Nella capacità di apprendimento, in quella di ricordare, nella conversazione, nella lettura, nella fede e nell’amore, insomma in tutti gli aspetti della quotidianità, ci troviamo a dover scegliere quale sistema esistenziale utilizzare e la scelta spesso viene fatta in maniera inconsapevole. Fromm, scavando a fondo nel profondo dell’essenza umana prende in esame sia il pensiero buddhista che i testi ebraici, spaziando da Marx a Freud e passando per Spinoza e Meister Eckhart.

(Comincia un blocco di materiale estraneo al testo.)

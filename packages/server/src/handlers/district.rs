use axum::Json;
use axum::extract::{Path, State};
use axum::http::StatusCode;
use axum::response::IntoResponse;
use sea_orm::*;
use tracing::instrument;

use crate::entity::{district, school};
use crate::error::{AppError, ErrorBody};
use crate::extractors::auth::AuthUser;
use crate::extractors::json::AppJson;
use crate::models::district::*;
use crate::models::shared::ACTIVE;
use crate::state::AppState;
use crate::utils::lookup::{find_district, find_district_for_update};

fn duplicate_name(e: DbErr) -> AppError {
    match e.sql_err() {
        Some(SqlErr::UniqueConstraintViolation(_)) => {
            AppError::Conflict("A district with this name already exists".into())
        }
        _ => e.into(),
    }
}

#[utoipa::path(
    get,
    path = "/",
    tag = "Districts",
    operation_id = "listDistricts",
    summary = "List all districts",
    description = "Returns every district, active or not, ordered by name.",
    responses(
        (status = 200, description = "Districts", body = Vec<DistrictResponse>),
        (status = 401, description = "Unauthorized (TOKEN_MISSING, TOKEN_INVALID)", body = ErrorBody),
    ),
    security(("jwt" = [])),
)]
#[instrument(skip(state, _auth_user))]
pub async fn list_districts(
    _auth_user: AuthUser,
    State(state): State<AppState>,
) -> Result<Json<Vec<DistrictResponse>>, AppError> {
    let rows = district::Entity::find()
        .order_by_asc(district::Column::Name)
        .all(&state.db)
        .await?;
    Ok(Json(rows.into_iter().map(Into::into).collect()))
}

#[utoipa::path(
    post,
    path = "/",
    tag = "Districts",
    operation_id = "createDistrict",
    summary = "Create a district",
    description = "Requires `reference:create` permission. Returns 409 when the name is taken.",
    request_body = CreateDistrictRequest,
    responses(
        (status = 201, description = "District created", body = DistrictResponse),
        (status = 400, description = "Validation error (VALIDATION_ERROR)", body = ErrorBody),
        (status = 401, description = "Unauthorized (TOKEN_MISSING, TOKEN_INVALID)", body = ErrorBody),
        (status = 403, description = "Forbidden (PERMISSION_DENIED)", body = ErrorBody),
        (status = 409, description = "Duplicate name (CONFLICT)", body = ErrorBody),
    ),
    security(("jwt" = [])),
)]
#[instrument(skip(state, auth_user, payload), fields(name = %payload.name))]
pub async fn create_district(
    auth_user: AuthUser,
    State(state): State<AppState>,
    AppJson(payload): AppJson<CreateDistrictRequest>,
) -> Result<impl IntoResponse, AppError> {
    auth_user.require_permission("reference:create")?;
    validate_create_district(&payload)?;

    let now = chrono::Utc::now();
    let model = district::ActiveModel {
        name: Set(payload.name.trim().to_string()),
        status: Set(payload.status.unwrap_or_else(|| ACTIVE.into())),
        created_at: Set(now),
        updated_at: Set(now),
        ..Default::default()
    }
    .insert(&state.db)
    .await
    .map_err(duplicate_name)?;

    tracing::info!(district_id = model.id, "District created");
    Ok((StatusCode::CREATED, Json(DistrictResponse::from(model))))
}

#[utoipa::path(
    patch,
    path = "/{id}",
    tag = "Districts",
    operation_id = "updateDistrict",
    summary = "Update a district",
    description = "Partially updates a district. Requires `reference:manage` permission.",
    params(("id" = i32, Path, description = "District ID")),
    request_body = UpdateDistrictRequest,
    responses(
        (status = 200, description = "District updated", body = DistrictResponse),
        (status = 400, description = "Validation error (VALIDATION_ERROR)", body = ErrorBody),
        (status = 401, description = "Unauthorized (TOKEN_MISSING, TOKEN_INVALID)", body = ErrorBody),
        (status = 403, description = "Forbidden (PERMISSION_DENIED)", body = ErrorBody),
        (status = 404, description = "District not found (NOT_FOUND)", body = ErrorBody),
        (status = 409, description = "Duplicate name (CONFLICT)", body = ErrorBody),
    ),
    security(("jwt" = [])),
)]
#[instrument(skip(state, auth_user, payload), fields(id))]
pub async fn update_district(
    auth_user: AuthUser,
    State(state): State<AppState>,
    Path(id): Path<i32>,
    AppJson(payload): AppJson<UpdateDistrictRequest>,
) -> Result<Json<DistrictResponse>, AppError> {
    auth_user.require_permission("reference:manage")?;
    validate_update_district(&payload)?;

    if payload == UpdateDistrictRequest::default() {
        return Ok(Json(find_district(&state.db, id).await?.into()));
    }

    let txn = state.db.begin().await?;
    let mut active: district::ActiveModel = find_district_for_update(&txn, id).await?.into();
    if let Some(ref name) = payload.name {
        active.name = Set(name.trim().to_string());
    }
    if let Some(status) = payload.status {
        active.status = Set(status);
    }
    active.updated_at = Set(chrono::Utc::now());

    let model = active.update(&txn).await.map_err(duplicate_name)?;
    txn.commit().await?;

    Ok(Json(model.into()))
}

#[utoipa::path(
    delete,
    path = "/{id}",
    tag = "Districts",
    operation_id = "deleteDistrict",
    summary = "Delete a district",
    description = "Requires `reference:manage` permission. Returns 409 while schools still belong to the district.",
    params(("id" = i32, Path, description = "District ID")),
    responses(
        (status = 204, description = "District deleted"),
        (status = 401, description = "Unauthorized (TOKEN_MISSING, TOKEN_INVALID)", body = ErrorBody),
        (status = 403, description = "Forbidden (PERMISSION_DENIED)", body = ErrorBody),
        (status = 404, description = "District not found (NOT_FOUND)", body = ErrorBody),
        (status = 409, description = "District has schools (CONFLICT)", body = ErrorBody),
    ),
    security(("jwt" = [])),
)]
#[instrument(skip(state, auth_user), fields(id))]
pub async fn delete_district(
    auth_user: AuthUser,
    State(state): State<AppState>,
    Path(id): Path<i32>,
) -> Result<impl IntoResponse, AppError> {
    auth_user.require_permission("reference:manage")?;

    let txn = state.db.begin().await?;
    find_district_for_update(&txn, id).await?;

    let schools = school::Entity::find()
        .filter(school::Column::DistrictId.eq(id))
        .count(&txn)
        .await?;
    if schools > 0 {
        return Err(AppError::Conflict(format!(
            "District still has {schools} school(s)"
        )));
    }

    district::Entity::delete_by_id(id).exec(&txn).await?;
    txn.commit().await?;
    Ok(StatusCode::NO_CONTENT)
}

La dicotomia essere/avere viene esposta con disarmante lucidità. Il testo procede con un linguaggio greve, armonico, senza ruvidità: gli esempi (stupendo quello delle differenti composizioni poetiche di Matsuo Bashō e Tennyson), rendono la lettura piacevole agevolando non poco la comprensione.
Su questi toni eccelsi si snoda un discorso che tocca le vette più alte quando Fromm inquadra il peccato (nel convenzionale senso teologico del termine) nella modalità dell’avere, quando ritorna sulla collocazione nel presente dell’essere, sostenendo che il tempo non esiste nella modalità dell’essere e domina di contro nella modalità dell’avere e quando introduce nell’ultima parte di Avere o Essere? la nuova società e il nuovo uomo.